Collected data entries:
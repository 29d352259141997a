//! Configuration management

use crate::audit::Rate;
use crate::speech::BackendPreference;
use crate::{KairosError, Result};
use ini::Ini;
use log::{debug, warn};
use std::path::{Path, PathBuf};

/// Application configuration
///
/// Backed by an INI file, `~/.kairos.cfg` unless a path is given.
pub struct Config {
    ini: Ini,
    path: PathBuf,
}

impl Config {
    /// Load configuration from the default location
    pub fn load() -> Result<Self> {
        Self::load_from(Self::default_path())
    }

    /// Load configuration from `path`
    ///
    /// A missing file is not an error: defaults are used in memory and
    /// nothing is written until `save` is called.
    pub fn load_from(path: impl Into<PathBuf>) -> Result<Self> {
        let path = path.into();
        debug!("Loading config from {:?}", path);

        if !path.exists() {
            warn!("Config file {:?} not found, using defaults", path);
            return Ok(Self::defaults(path));
        }

        let ini = Ini::load_from_file(&path)
            .map_err(|e| KairosError::IniParse(format!("Failed to load config: {}", e)))?;
        Ok(Self { ini, path })
    }

    /// Built-in defaults, saved to `path` on request
    pub fn defaults(path: impl Into<PathBuf>) -> Self {
        Self {
            ini: Self::default_config(),
            path: path.into(),
        }
    }

    /// Save configuration to disk
    pub fn save(&self) -> Result<()> {
        debug!("Saving config to {:?}", self.path);
        self.ini
            .write_to_file(&self.path)
            .map_err(|e| KairosError::Config(format!("Failed to save config: {}", e)))
    }

    /// `~/.kairos.cfg`, or `./.kairos.cfg` without a home directory
    pub fn default_path() -> PathBuf {
        dirs::home_dir()
            .unwrap_or_else(|| PathBuf::from("."))
            .join(".kairos.cfg")
    }

    /// Expose the config file path for display
    pub fn path(&self) -> &Path {
        &self.path
    }

    fn default_config() -> Ini {
        let mut ini = Ini::new();

        ini.with_section(Some("speech")).set("backend", "auto");

        ini.with_section(Some("audit"))
            .set("default_rate", Rate::default().wpm().to_string());

        ini
    }

    /// Get a string value from config
    pub fn get_string(&self, section: &str, key: &str, default: &str) -> String {
        self.ini
            .get_from(Some(section), key)
            .unwrap_or(default)
            .to_string()
    }

    /// Get an integer value from config
    pub fn get_int(&self, section: &str, key: &str, default: i64) -> i64 {
        self.ini
            .get_from(Some(section), key)
            .and_then(|v| v.trim().parse().ok())
            .unwrap_or(default)
    }

    /// Set a value in config
    pub fn set(&mut self, section: &str, key: &str, value: &str) {
        self.ini.with_section(Some(section)).set(key, value);
    }

    /// Which speech backend to initialize
    pub fn backend(&self) -> BackendPreference {
        let raw = self.get_string("speech", "backend", "auto");
        raw.parse().unwrap_or_else(|e| {
            warn!("{}, using auto", e);
            BackendPreference::Auto
        })
    }

    /// Playback rate the shell starts with
    pub fn default_rate(&self) -> Rate {
        let wpm = self.get_int("audit", "default_rate", i64::from(Rate::default().wpm()));
        Rate::new(wpm).unwrap_or_else(|e| {
            warn!("Ignoring configured default_rate: {}", e);
            Rate::default()
        })
    }
}
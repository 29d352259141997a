//! Host detection for audio routing

use std::fs;
use std::path::{Path, PathBuf};

/// PulseAudio socket exposed by WSLg
pub const WSLG_PULSE_SERVER: &str = "/mnt/wslg/PulseServer";

/// Detect if running in WSL (Windows Subsystem for Linux)
///
/// Checks for WSL-specific indicators in /proc/version and environment variables.
pub fn is_wsl() -> bool {
    if let Ok(contents) = fs::read_to_string("/proc/version") {
        if mentions_wsl(&contents) {
            return true;
        }
    }

    std::env::var("WSL_DISTRO_NAME").is_ok()
}

fn mentions_wsl(proc_version: &str) -> bool {
    let lower = proc_version.to_lowercase();
    lower.contains("microsoft") || lower.contains("wsl")
}

/// Locate the PulseAudio server speech output should be routed to
///
/// An explicit `PULSE_SERVER` wins; otherwise the WSLg socket is used when
/// present. `None` means the client library default applies.
pub fn pulse_server() -> Option<PathBuf> {
    if let Some(server) = std::env::var_os("PULSE_SERVER") {
        return Some(PathBuf::from(server));
    }

    let wslg = Path::new(WSLG_PULSE_SERVER);
    wslg.exists().then(|| wslg.to_path_buf())
}
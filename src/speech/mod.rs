//! Speech synthesis system

pub mod backends;
pub mod engine;
pub mod synth;

pub use engine::{Engine, UNITY_VOLUME};
pub use synth::{create_synth, BackendPreference, Synth};
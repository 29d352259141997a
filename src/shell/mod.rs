//! Line-oriented terminal front-end
//!
//! The shell owns the foreground thread. Operator input and coordinator
//! notifications both arrive as `ShellEvent`s on one channel, so every
//! change to trigger and status state happens on this thread, in the order
//! events were produced.

pub mod buffer;
pub mod command;

pub use buffer::InputBuffer;
pub use command::{parse_line, Command, Input, HELP};

use crate::audit::{AuditEvent, Coordinator, CoordinatorState, Rate, RunId};
use crate::config::Config;
use crate::{KairosError, Result};
use log::{debug, info, warn};
use std::fmt;
use std::io::{BufRead, Write};
use std::sync::mpsc::{Receiver, Sender};
use std::thread;

/// Everything the foreground loop reacts to
#[derive(Debug, Clone, PartialEq, Eq)]
pub enum ShellEvent {
    /// One line typed or pasted by the operator
    Line(String),
    /// Input stream closed
    Eof,
    /// Notification handed off by the coordinator
    Audit(AuditEvent),
}

/// Whether the loop should keep going
#[derive(Debug, Clone, Copy, PartialEq, Eq)]
pub enum Flow {
    Continue,
    Quit,
}

/// Status line shown to the operator
#[derive(Debug, Clone, Copy, PartialEq, Eq)]
pub enum Status {
    Ready,
    InProgress,
}

impl fmt::Display for Status {
    fn fmt(&self, f: &mut fmt::Formatter<'_>) -> fmt::Result {
        match self {
            Status::Ready => f.write_str("SYSTEM READY"),
            Status::InProgress => f.write_str("AUDIT IN PROGRESS..."),
        }
    }
}

type ClipboardSource = Box<dyn Fn() -> Result<String>>;

/// Terminal shell state
pub struct Shell<W: Write> {
    coordinator: Coordinator,
    backend: &'static str,
    buffer: InputBuffer,
    rate: Rate,
    /// Cleared once a submission is accepted, set again on RunFinished
    trigger_enabled: bool,
    active_run: Option<RunId>,
    status: Status,
    config: Option<Config>,
    clipboard: ClipboardSource,
    out: W,
}

impl<W: Write> Shell<W> {
    pub fn new(coordinator: Coordinator, backend: &'static str, rate: Rate, out: W) -> Self {
        Self {
            coordinator,
            backend,
            buffer: InputBuffer::new(),
            rate,
            trigger_enabled: true,
            active_run: None,
            status: Status::Ready,
            config: None,
            clipboard: Box::new(crate::clipboard::get_from_clipboard),
            out,
        }
    }

    /// Persist `:save` into this configuration
    pub fn with_config(mut self, config: Config) -> Self {
        self.config = Some(config);
        self
    }

    /// Replace the clipboard reader used by `:paste`
    pub fn with_clipboard(mut self, source: impl Fn() -> Result<String> + 'static) -> Self {
        self.clipboard = Box::new(source);
        self
    }

    pub fn status(&self) -> Status {
        self.status
    }

    pub fn trigger_enabled(&self) -> bool {
        self.trigger_enabled
    }

    pub fn rate(&self) -> Rate {
        self.rate
    }

    pub fn buffer(&self) -> &InputBuffer {
        &self.buffer
    }

    pub fn coordinator_mut(&mut self) -> &mut Coordinator {
        &mut self.coordinator
    }

    /// Consume the output writer, e.g. to inspect it in tests
    pub fn into_output(self) -> W {
        self.out
    }

    /// Print the banner and help text
    pub fn greet(&mut self) -> Result<()> {
        writeln!(self.out, "KAIROS PROJECT: AUDIO AUDITOR {}", crate::VERSION)?;
        writeln!(self.out, "{}", HELP)?;
        self.print_status()
    }

    /// Drain events until the operator quits or input ends
    pub fn run(&mut self, events: &Receiver<ShellEvent>) -> Result<()> {
        while let Ok(event) = events.recv() {
            if self.handle(event)? == Flow::Quit {
                break;
            }
        }
        Ok(())
    }

    /// React to one event
    pub fn handle(&mut self, event: ShellEvent) -> Result<Flow> {
        match event {
            ShellEvent::Line(line) => self.handle_line(&line),
            ShellEvent::Eof => {
                info!("Input closed");
                Ok(Flow::Quit)
            }
            ShellEvent::Audit(event) => {
                self.handle_audit(event)?;
                Ok(Flow::Continue)
            }
        }
    }

    fn handle_line(&mut self, line: &str) -> Result<Flow> {
        let input = match parse_line(line) {
            Ok(input) => input,
            Err(e) => {
                writeln!(self.out, "Input Error: {}", e)?;
                return Ok(Flow::Continue);
            }
        };

        match input {
            Input::Text(text) => self.buffer.push_line(&text),
            Input::Command(command) => return self.handle_command(command),
        }
        Ok(Flow::Continue)
    }

    fn handle_command(&mut self, command: Command) -> Result<Flow> {
        debug!("Command: {:?}", command);
        match command {
            Command::Run => self.trigger()?,
            Command::Rate(wpm) => match Rate::new(wpm) {
                Ok(rate) => {
                    self.rate = rate;
                    writeln!(self.out, "Playback rate set to {}", rate)?;
                }
                Err(e) => writeln!(self.out, "Input Error: {}", e)?,
            },
            Command::Paste => match (self.clipboard)() {
                Ok(text) => {
                    self.buffer.push_block(&text);
                    writeln!(
                        self.out,
                        "Pasted {} chars ({} lines in buffer)",
                        text.len(),
                        self.buffer.line_count()
                    )?;
                }
                Err(e) => writeln!(self.out, "Clipboard Error: {}", e)?,
            },
            Command::Show => {
                write!(self.out, "{}", self.buffer.contents())?;
                writeln!(self.out, "-- {} lines --", self.buffer.line_count())?;
            }
            Command::Clear => {
                self.buffer.clear();
                writeln!(self.out, "Buffer cleared")?;
            }
            Command::Status => self.print_status()?,
            Command::Save => self.save_rate()?,
            Command::Help => writeln!(self.out, "{}", HELP)?,
            Command::Quit => return Ok(Flow::Quit),
        }
        Ok(Flow::Continue)
    }

    /// Submit the buffer, unless the trigger is disabled
    fn trigger(&mut self) -> Result<()> {
        if !self.trigger_enabled {
            writeln!(self.out, "Audit in progress, trigger disabled")?;
            return Ok(());
        }

        let text = self.buffer.contents().trim().to_string();
        match self.coordinator.submit(&text, i64::from(self.rate.wpm())) {
            Ok(run) => {
                // Lines already queued behind this one must see the
                // trigger disabled, not race into a Busy rejection
                debug!("Submitted audit {}", run);
                self.active_run = Some(run);
                self.trigger_enabled = false;
                self.status = Status::InProgress;
            }
            Err(KairosError::EmptyInput) => {
                writeln!(self.out, "Logic Error: Input buffer is empty.")?;
            }
            Err(e) => {
                warn!("Audit rejected: {}", e);
                writeln!(self.out, "Audit Error: {}", e)?;
            }
        }
        Ok(())
    }

    fn handle_audit(&mut self, event: AuditEvent) -> Result<()> {
        debug!("Audit notification for run {}", event.run());
        match event {
            AuditEvent::RunStarted { run } => {
                self.active_run = Some(run);
                self.trigger_enabled = false;
                self.status = Status::InProgress;
            }
            AuditEvent::RunFinished { run, error } => {
                if self.active_run != Some(run) {
                    debug!("Finish for run {} while tracking {:?}", run, self.active_run);
                }
                if let Some(error) = error {
                    writeln!(self.out, "AUDIT FAILED: {}", error)?;
                }
                self.active_run = None;
                self.trigger_enabled = true;
                self.status = Status::Ready;
            }
        }
        writeln!(self.out, "{}", self.status)?;
        Ok(())
    }

    fn print_status(&mut self) -> Result<()> {
        let engine = match self.coordinator.state() {
            CoordinatorState::Idle => "idle",
            CoordinatorState::Running => "speaking",
        };
        writeln!(
            self.out,
            "{} | rate {} | {} backend {} | buffer {} lines",
            self.status,
            self.rate,
            self.backend,
            engine,
            self.buffer.line_count()
        )?;
        Ok(())
    }

    fn save_rate(&mut self) -> Result<()> {
        let Some(config) = self.config.as_mut() else {
            writeln!(self.out, "No configuration file in use")?;
            return Ok(());
        };

        config.set("audit", "default_rate", &self.rate.wpm().to_string());
        match config.save() {
            Ok(()) => writeln!(self.out, "Saved default rate to {}", config.path().display())?,
            Err(e) => writeln!(self.out, "Config Error: {}", e)?,
        }
        Ok(())
    }
}

/// Forward stdin lines into the event channel from a detached thread
pub fn spawn_input_reader<R>(input: R, events: Sender<ShellEvent>) -> Result<()>
where
    R: BufRead + Send + 'static,
{
    thread::Builder::new()
        .name("kairos-input".to_string())
        .spawn(move || {
            for line in input.lines() {
                match line {
                    Ok(line) => {
                        if events.send(ShellEvent::Line(line)).is_err() {
                            return;
                        }
                    }
                    Err(e) => {
                        warn!("Failed to read input: {}", e);
                        break;
                    }
                }
            }
            let _ = events.send(ShellEvent::Eof);
        })
        .map_err(KairosError::Io)?;
    Ok(())
}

**Task prompt:**
Please return each line of the data above in which the word "RunFinished" occurs.

**Output below:**
    /// Cleared once a submission is accepted, set again on RunFinished
            AuditEvent::RunFinished { run, error } => {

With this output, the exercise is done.